ABOUT THIS TASK: For each line in the records that contains "allow", make a copy.

RECORDED DATA:

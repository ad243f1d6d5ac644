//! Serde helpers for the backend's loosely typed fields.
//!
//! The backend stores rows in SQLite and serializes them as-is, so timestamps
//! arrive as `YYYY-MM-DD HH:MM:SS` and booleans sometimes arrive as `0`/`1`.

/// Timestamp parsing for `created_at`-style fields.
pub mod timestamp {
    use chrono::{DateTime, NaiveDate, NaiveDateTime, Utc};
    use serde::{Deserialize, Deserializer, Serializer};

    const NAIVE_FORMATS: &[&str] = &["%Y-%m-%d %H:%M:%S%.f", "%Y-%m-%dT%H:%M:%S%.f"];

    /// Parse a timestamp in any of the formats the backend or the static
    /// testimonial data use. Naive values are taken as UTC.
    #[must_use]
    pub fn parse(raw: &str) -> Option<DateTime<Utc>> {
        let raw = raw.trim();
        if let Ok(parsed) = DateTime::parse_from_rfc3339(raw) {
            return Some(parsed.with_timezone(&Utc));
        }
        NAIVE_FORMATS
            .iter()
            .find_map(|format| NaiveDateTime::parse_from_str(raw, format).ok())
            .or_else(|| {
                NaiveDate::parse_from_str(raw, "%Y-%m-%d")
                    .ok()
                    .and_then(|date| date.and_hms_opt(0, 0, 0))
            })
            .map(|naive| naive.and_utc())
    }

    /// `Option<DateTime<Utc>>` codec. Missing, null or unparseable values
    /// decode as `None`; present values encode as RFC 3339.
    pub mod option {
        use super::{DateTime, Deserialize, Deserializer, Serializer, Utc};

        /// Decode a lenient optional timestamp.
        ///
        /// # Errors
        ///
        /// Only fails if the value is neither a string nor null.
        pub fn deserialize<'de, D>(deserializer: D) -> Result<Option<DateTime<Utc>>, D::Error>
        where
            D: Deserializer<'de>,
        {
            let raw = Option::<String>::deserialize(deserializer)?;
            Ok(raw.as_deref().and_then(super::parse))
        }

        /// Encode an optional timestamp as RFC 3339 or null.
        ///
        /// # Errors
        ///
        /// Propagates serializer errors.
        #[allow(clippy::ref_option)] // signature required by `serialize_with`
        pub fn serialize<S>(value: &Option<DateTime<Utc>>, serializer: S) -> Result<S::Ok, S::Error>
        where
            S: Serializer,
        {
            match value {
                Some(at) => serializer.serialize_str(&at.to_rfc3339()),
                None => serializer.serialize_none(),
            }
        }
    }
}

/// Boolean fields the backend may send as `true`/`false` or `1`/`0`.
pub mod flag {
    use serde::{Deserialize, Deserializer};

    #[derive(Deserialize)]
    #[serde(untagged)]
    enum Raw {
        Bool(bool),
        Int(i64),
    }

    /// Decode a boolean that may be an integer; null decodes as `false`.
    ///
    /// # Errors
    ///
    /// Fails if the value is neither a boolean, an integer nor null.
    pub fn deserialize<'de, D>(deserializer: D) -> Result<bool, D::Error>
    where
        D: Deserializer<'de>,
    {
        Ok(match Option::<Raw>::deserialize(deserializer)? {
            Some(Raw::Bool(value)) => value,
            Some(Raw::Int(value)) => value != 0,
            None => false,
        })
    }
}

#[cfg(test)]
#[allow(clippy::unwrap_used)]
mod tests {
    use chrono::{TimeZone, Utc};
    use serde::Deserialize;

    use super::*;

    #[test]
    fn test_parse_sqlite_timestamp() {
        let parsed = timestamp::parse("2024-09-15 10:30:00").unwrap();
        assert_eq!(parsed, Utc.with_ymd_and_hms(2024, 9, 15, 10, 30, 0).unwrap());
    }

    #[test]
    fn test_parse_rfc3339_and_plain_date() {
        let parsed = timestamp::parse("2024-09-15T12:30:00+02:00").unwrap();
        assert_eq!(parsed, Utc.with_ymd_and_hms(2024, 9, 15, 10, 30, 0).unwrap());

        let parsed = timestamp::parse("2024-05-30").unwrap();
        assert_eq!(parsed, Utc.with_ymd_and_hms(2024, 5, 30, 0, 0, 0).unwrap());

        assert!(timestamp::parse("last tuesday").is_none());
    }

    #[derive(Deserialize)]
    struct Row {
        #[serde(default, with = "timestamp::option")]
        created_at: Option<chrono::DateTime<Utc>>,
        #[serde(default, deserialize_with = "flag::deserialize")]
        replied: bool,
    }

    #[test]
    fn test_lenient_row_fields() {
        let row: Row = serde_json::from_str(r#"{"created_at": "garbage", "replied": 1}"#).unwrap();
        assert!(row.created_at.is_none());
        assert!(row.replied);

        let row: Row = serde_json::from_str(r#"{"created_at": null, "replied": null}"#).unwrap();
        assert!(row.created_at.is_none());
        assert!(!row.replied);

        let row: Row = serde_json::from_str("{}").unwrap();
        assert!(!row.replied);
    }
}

ANSWER AREA:
        #[allow(clippy::ref_option)] // signature required by `serialize_with`
#[allow(clippy::unwrap_used)]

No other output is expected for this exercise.